Prawdziwe historie
5 października 2016 3 minuty czytania

Ciężarna suczka porzucona przy ruchliwej trasie

Przy trasie na Wyszków znajduje się łąka. Dziewczyna, która przypadkiem tamtędy przejeżdżała, zobaczyła na niej maleńką, wystraszoną suczkę. Podeszła do niej, ale ta nawet się nie podniosła. Było widać, że jest z nią coś nie tak…

Uratowana suczka po porodzie

Po krótkich oględzinach stało się jasne, że suczka jest w zaawansowanej ciąży. Ale to jeszcze nie wszystko. Dziewczyna zobaczyła na niej kleszcze. Dużo kleszczy. Jak się potem okazało, było ich aż 16. Na psie, który waży zaledwie 8 kg.

Co dzieje się dalej? Dziewczyna na rękach zanosi pieska do samochodu i jak najszybciej jedzie do lecznicy. Weterynarz szacuje, że do porodu został tydzień. A sunia jest w bardzo złym stanie – wychudzona, odwodniona, głodna, osłabiona, posikuje pod siebie, pewnie też ze strachu.

Rokowania są złe

Lekarz stwierdza najgorsze – suka została zarażona przez kleszcze babeszjozą. Sterylizacja aborcyjna, która polega na usypianiu ślepych miotów i wykonaniu sterylizacji za jednym razem, w tym wypadku nie wchodzi w grę. Sunia nie przeżyłaby zabiegu.

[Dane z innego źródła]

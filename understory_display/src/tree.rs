// Copyright 2025 the Understory Authors
// SPDX-License-Identifier: Apache-2.0 OR MIT

//! Generational node arena and raw parent/child links.
//!
//! This layer enforces no policy: checks such as cycle prevention and stage
//! notifications live in the container operations on [`Stage`](crate::Stage).

use crate::node::{Content, Node};
use crate::types::NodeId;

#[derive(Debug, Default)]
pub(crate) struct Tree {
    /// slots
    nodes: Vec<Option<Node>>,
    /// last generation per slot (persists across frees)
    generations: Vec<u32>,
    free_list: Vec<usize>,
}

impl Tree {
    #[allow(
        clippy::cast_possible_truncation,
        reason = "NodeId uses 32-bit indices by design."
    )]
    pub(crate) fn insert(&mut self, content: Content) -> NodeId {
        let (idx, generation) = if let Some(idx) = self.free_list.pop() {
            let generation = self.generations[idx].saturating_add(1);
            self.generations[idx] = generation;
            self.nodes[idx] = Some(Node::new(generation, content));
            (idx, generation)
        } else {
            let generation = 1_u32;
            self.nodes.push(Some(Node::new(generation, content)));
            self.generations.push(generation);
            (self.nodes.len() - 1, generation)
        };
        NodeId::new(idx as u32, generation)
    }

    /// Free `id` and its whole subtree. Links to the parent must already be cut.
    pub(crate) fn remove_subtree(&mut self, id: NodeId) -> usize {
        let Some(node) = self.get(id) else {
            return 0;
        };
        let children = node.children.clone();
        let mut removed = 1;
        for child in children {
            removed += self.remove_subtree(child);
        }
        self.nodes[id.idx()] = None;
        self.free_list.push(id.idx());
        removed
    }

    /// Returns true if `id` refers to a live node.
    pub(crate) fn is_alive(&self, id: NodeId) -> bool {
        self.get(id).is_some()
    }

    pub(crate) fn get(&self, id: NodeId) -> Option<&Node> {
        let n = self.nodes.get(id.idx())?.as_ref()?;
        (n.generation == id.1).then_some(n)
    }

    pub(crate) fn get_mut(&mut self, id: NodeId) -> Option<&mut Node> {
        let n = self.nodes.get_mut(id.idx())?.as_mut()?;
        if n.generation != id.1 {
            return None;
        }
        Some(n)
    }

    pub(crate) fn parent_of(&self, id: NodeId) -> Option<NodeId> {
        self.get(id).and_then(|n| n.parent)
    }

    pub(crate) fn children_of(&self, id: NodeId) -> &[NodeId] {
        self.get(id).map_or(&[], |n| &n.children)
    }

    /// Insert `id` into `parent`'s child list; indices past the end append.
    pub(crate) fn link(&mut self, id: NodeId, parent: NodeId, index: usize) {
        let Some(p) = self.get_mut(parent) else {
            return;
        };
        if index < p.children.len() {
            p.children.insert(index, id);
        } else {
            p.children.push(id);
        }
        if let Some(n) = self.get_mut(id) {
            n.parent = Some(parent);
        }
    }

    pub(crate) fn unlink(&mut self, id: NodeId) {
        let Some(parent) = self.parent_of(id) else {
            return;
        };
        if let Some(p) = self.get_mut(parent) {
            p.children.retain(|c| *c != id);
        }
        if let Some(n) = self.get_mut(id) {
            n.parent = None;
        }
    }

    /// `id` followed by its ancestors, nearest first.
    pub(crate) fn ancestors_inclusive(&self, id: NodeId) -> impl Iterator<Item = NodeId> + '_ {
        core::iter::successors(self.is_alive(id).then_some(id), |&n| self.parent_of(n))
    }

    /// Whether `ancestor` is `id` or one of its ancestors.
    pub(crate) fn is_ancestor_or_self(&self, ancestor: NodeId, id: NodeId) -> bool {
        self.ancestors_inclusive(id).any(|n| n == ancestor)
    }

    /// `id` and all its descendants in pre-order.
    pub(crate) fn subtree(&self, id: NodeId) -> Vec<NodeId> {
        let mut out = Vec::new();
        let mut stack = vec![id];
        while let Some(n) = stack.pop() {
            if !self.is_alive(n) {
                continue;
            }
            out.push(n);
            stack.extend(self.children_of(n).iter().rev().copied());
        }
        out
    }
}

#[cfg(test)]
mod tests {
    use super::*;
    use understory_graphics::Graphics;

    fn sprite(tree: &mut Tree) -> NodeId {
        tree.insert(Content::Sprite(Graphics::new()))
    }

    #[test]
    fn liveness_insert_remove_reuse() {
        let mut tree = Tree::default();
        let root = sprite(&mut tree);
        let a = sprite(&mut tree);
        tree.link(a, root, usize::MAX);
        assert!(tree.is_alive(a));

        tree.unlink(a);
        assert_eq!(tree.remove_subtree(a), 1);
        assert!(!tree.is_alive(a));

        let b = sprite(&mut tree);
        assert!(tree.is_alive(b));
        assert!(!tree.is_alive(a));
        if a.0 == b.0 {
            assert!(b.1 > a.1, "generation must increase on reuse");
        }
    }

    #[test]
    fn link_inserts_at_index_or_appends() {
        let mut tree = Tree::default();
        let root = sprite(&mut tree);
        let [a, b, c] = [sprite(&mut tree), sprite(&mut tree), sprite(&mut tree)];
        tree.link(a, root, 0);
        tree.link(b, root, 9);
        tree.link(c, root, 1);
        assert_eq!(tree.children_of(root), &[a, c, b]);
        assert_eq!(tree.parent_of(c), Some(root));
    }

    #[test]
    fn subtree_is_preorder_and_removal_is_recursive() {
        let mut tree = Tree::default();
        let root = sprite(&mut tree);
        let a = sprite(&mut tree);
        let a1 = sprite(&mut tree);
        let b = sprite(&mut tree);
        tree.link(a, root, usize::MAX);
        tree.link(a1, a, usize::MAX);
        tree.link(b, root, usize::MAX);

        assert_eq!(tree.subtree(root), vec![root, a, a1, b]);
        assert!(tree.is_ancestor_or_self(root, a1));
        assert!(!tree.is_ancestor_or_self(b, a1));

        tree.unlink(a);
        assert_eq!(tree.remove_subtree(a), 2);
        assert!(!tree.is_alive(a1));
        assert_eq!(tree.children_of(root), &[b]);
    }
}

Rozpoczyna się walka z chorobą pokleszczową i oczekiwanie na poród szczeniąt – to jedyne rozwiązanie.

Wszystko działo się niecałe dwa tygodnie temu. Po kilku dniach intensywnego leczenia pieska udało się uratować, suczka wygrała z babeszjozą. Otrzymała też imię – Kasia. W międzyczasie wyszło na jaw, że jej ogromny brzuch to wina nie tylko ciąży, ale i ogromnego zarobaczenia. Na szczęście i z tym lekarze sobie poradzili.

W poniedziałek Kasia zaczęła rodzić. Na świat przyszły trzy szczeniaki. Jeszcze nie wiadomo, czy są zdrowe – leki przeciwko babeszjozie mają skutki uboczne, które mogą być niebezpieczne dla płodu.

W tej chwili na stronie wydarzenia, które zostało założone, by pomóc Kasi, trwa licytacja, podczas której można złożyć swoją propozycję imion dla maluszków – kto więcej zapłaci, ten ma prawo wybrać imię dla jednego z piesków.

Ciężarna suczka z babeszjozą

Fundacja Psoty i Koty, która opiekuje się Kasią i jej dziećmi, apeluje o pomoc w finansowaniu całej gromadki – leczenie suczki było bardzo drogie, a na dniach znów trzeba jechać do weterynarza, by zbadać psiaki.

Wpłat można dokonywać na konto:

Fundacja Psoty i Koty
05-240 Tłuszcz
16114020040000370276359328

PAYPAL: fundacjapsotyikoty@wp.pl

Dla przelewów zagranicznych: BIC/SWIFT: BREXPLPWMBK

Wkrótce będzie wiadomo, czy szczeniaki są zdrowe i jakiej są płci. A za około 8 tygodni rozpocznie się poszukiwanie domów dla nich i ich dzielnej mamy.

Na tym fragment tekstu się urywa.